Trump provides written responses to Mueller's questions for Russian Federation investigation

Donald Trump and Robert Mueller

Donald Trump and Robert Mueller

On Tuesday, Mr Giuliani confirmed that Mr Trump's answers had been handed over to investigators, adding that the president had provided "unprecedented co-operation" and that it was time to "bring this inquiry to a conclusion".

The president's legal team doesn't expect to answer any additional questions from Mueller beyond a few follow-ups, though they have no assurances from Mueller that he won't pursue further queries, Trump lawyer Rudy Giuliani said. There have been reports, however, that the president's legal team has been staunchly opposed to a personal encounter between Trump and Mueller and eventually talked the president out of it.

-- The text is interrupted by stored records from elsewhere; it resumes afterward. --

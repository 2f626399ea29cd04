//! Hash and HMAC types with the FDO algorithm registry.
//!
//! FDO hashes travel as `[hashtype, bstr]` pairs. The registry is closed:
//! SHA-256/384 for digests, HMAC-SHA-256/384 for keyed MACs.

use hmac::{Hmac, Mac};
use serde::de::Error as _;
use serde::{Deserialize, Deserializer, Serialize, Serializer};
use sha2::{Digest, Sha256, Sha384};
use subtle::ConstantTimeEq;

use crate::error::{CryptoError, CryptoResult};

/// FDO hash algorithm identifiers.
#[derive(Debug, Clone, Copy, PartialEq, Eq, Hash)]
pub enum HashAlg {
    /// HMAC-SHA-256.
    HmacSha256 = 5,
    /// HMAC-SHA-384.
    HmacSha384 = 6,
    /// SHA-256.
    Sha256 = 8,
    /// SHA-384.
    Sha384 = 14,
}

impl HashAlg {
    /// Numeric registry identifier.
    #[must_use]
    pub const fn id(self) -> i64 {
        self as i64
    }

    /// Convert from a numeric identifier.
    ///
    /// # Errors
    /// Returns `CryptoError::UnsupportedAlgorithm` for unknown values.
    pub fn try_from_id(id: i64) -> CryptoResult<Self> {
        match id {
            5 => Ok(Self::HmacSha256),
            6 => Ok(Self::HmacSha384),
            8 => Ok(Self::Sha256),
            14 => Ok(Self::Sha384),
            other => Err(CryptoError::UnsupportedAlgorithm(format!(
                "hash alg {other}"
            ))),
        }
    }

    /// Digest output length in bytes.
    #[must_use]
    pub const fn digest_len(self) -> usize {
        match self {
            Self::HmacSha256 | Self::Sha256 => 32,
            Self::HmacSha384 | Self::Sha384 => 48,
        }
    }

    /// Whether this algorithm is keyed.
    #[must_use]
    pub const fn is_hmac(self) -> bool {
        matches!(self, Self::HmacSha256 | Self::HmacSha384)
    }

    /// The keyed counterpart of a digest algorithm (identity for HMACs).
    #[must_use]
    pub const fn hmac_variant(self) -> Self {
        match self {
            Self::Sha256 | Self::HmacSha256 => Self::HmacSha256,
            Self::Sha384 | Self::HmacSha384 => Self::HmacSha384,
        }
    }
}

/// A hash or HMAC value tagged with its algorithm.
///
/// Wire form is the two-element array `[hashtype, hash]`.
#[derive(Debug, Clone, PartialEq, Eq)]
pub struct Hash {
    alg: HashAlg,
    value: Vec<u8>,
}

impl Hash {
    /// Compute an unkeyed digest over `data`.
    ///
    /// # Errors
    /// Returns `CryptoError::UnsupportedAlgorithm` if `alg` is an HMAC.
    pub fn digest(alg: HashAlg, data: &[u8]) -> CryptoResult<Self> {
        let value = match alg {
            HashAlg::Sha256 => Sha256::digest(data).to_vec(),
            HashAlg::Sha384 => Sha384::digest(data).to_vec(),
            _ => {
                return Err(CryptoError::UnsupportedAlgorithm(
                    "digest with keyed algorithm".into(),
                ));
            }
        };
        Ok(Self { alg, value })
    }

    /// Compute an HMAC over `data`.
    ///
    /// # Errors
    /// Returns `CryptoError::UnsupportedAlgorithm` if `alg` is unkeyed, or
    /// `CryptoError::InvalidKeyLength` for an unusable key.
    pub fn hmac(alg: HashAlg, key: &[u8], data: &[u8]) -> CryptoResult<Self> {
        let value = match alg {
            HashAlg::HmacSha256 => {
                let mut mac = Hmac::<Sha256>::new_from_slice(key).map_err(|_| {
                    CryptoError::InvalidKeyLength {
                        expected: 32,
                        actual: key.len(),
                    }
                })?;
                mac.update(data);
                mac.finalize().into_bytes().to_vec()
            }
            HashAlg::HmacSha384 => {
                let mut mac = Hmac::<Sha384>::new_from_slice(key).map_err(|_| {
                    CryptoError::InvalidKeyLength {
                        expected: 48,
                        actual: key.len(),
                    }
                })?;
                mac.update(data);
                mac.finalize().into_bytes().to_vec()
            }
            _ => {
                return Err(CryptoError::UnsupportedAlgorithm(
                    "hmac with unkeyed algorithm".into(),
                ));
            }
        };
        Ok(Self { alg, value })
    }

    /// Construct from an already-computed value.
    ///
    /// # Errors
    /// Returns `CryptoError::InvalidKeyLength` if the value length does not
    /// match the algorithm's output length.
    pub fn from_parts(alg: HashAlg, value: Vec<u8>) -> CryptoResult<Self> {
        if value.len() != alg.digest_len() {
            return Err(CryptoError::InvalidKeyLength {
                expected: alg.digest_len(),
                actual: value.len(),
            });
        }
        Ok(Self { alg, value })
    }

    /// The algorithm of this value.
    #[must_use]
    pub const fn alg(&self) -> HashAlg {
        self.alg
    }

    /// The raw digest or MAC bytes.
    #[must_use]
    pub fn as_bytes(&self) -> &[u8] {
        &self.value
    }

    /// Constant-time comparison against another hash of the same algorithm.
    #[must_use]
    pub fn matches(&self, other: &Self) -> bool {
        self.alg == other.alg && bool::from(self.value.ct_eq(&other.value))
    }

    /// Recompute the digest of `data` and compare in constant time.
    ///
    /// # Errors
    /// Returns `CryptoError::MacVerificationFailed` on mismatch.
    pub fn verify_data(&self, data: &[u8]) -> CryptoResult<()> {
        let computed = Self::digest(self.alg, data)?;
        if self.matches(&computed) {
            Ok(())
        } else {
            Err(CryptoError::MacVerificationFailed)
        }
    }

    /// Recompute the HMAC of `data` under `key` and compare in constant time.
    ///
    /// # Errors
    /// Returns `CryptoError::MacVerificationFailed` on mismatch.
    pub fn verify_hmac(&self, key: &[u8], data: &[u8]) -> CryptoResult<()> {
        let computed = Self::hmac(self.alg, key, data)?;
        if self.matches(&computed) {
            Ok(())
        } else {
            Err(CryptoError::MacVerificationFailed)
        }
    }
}

impl Serialize for Hash {
    fn serialize<S: Serializer>(&self, serializer: S) -> Result<S::Ok, S::Error> {
        (self.alg.id(), serde_bytes::Bytes::new(&self.value)).serialize(serializer)
    }
}

impl<'de> Deserialize<'de> for Hash {
    fn deserialize<D: Deserializer<'de>>(deserializer: D) -> Result<Self, D::Error> {
        let (id, value): (i64, serde_bytes::ByteBuf) = Deserialize::deserialize(deserializer)?;
        let alg = HashAlg::try_from_id(id).map_err(D::Error::custom)?;
        Self::from_parts(alg, value.into_vec()).map_err(D::Error::custom)
    }
}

It is the first time the U.S. leader has directly co-operated with the investigation he has long decried as a "witch-hunt", with some fearful that his post-midterms sacking of attorney general Jeff Sessions would lead to an attempt to bring the inquiry to an end.

Trump's response comes after a protracted period of negotiations between his attorneys and Mueller's team over the scope of the questions he would respond to. Trump himself has offered mixed responses.

Mueller is investigating Russian tampering in the 2016 election, alleged collusion between the Trump campaign and Russian operatives and related matters.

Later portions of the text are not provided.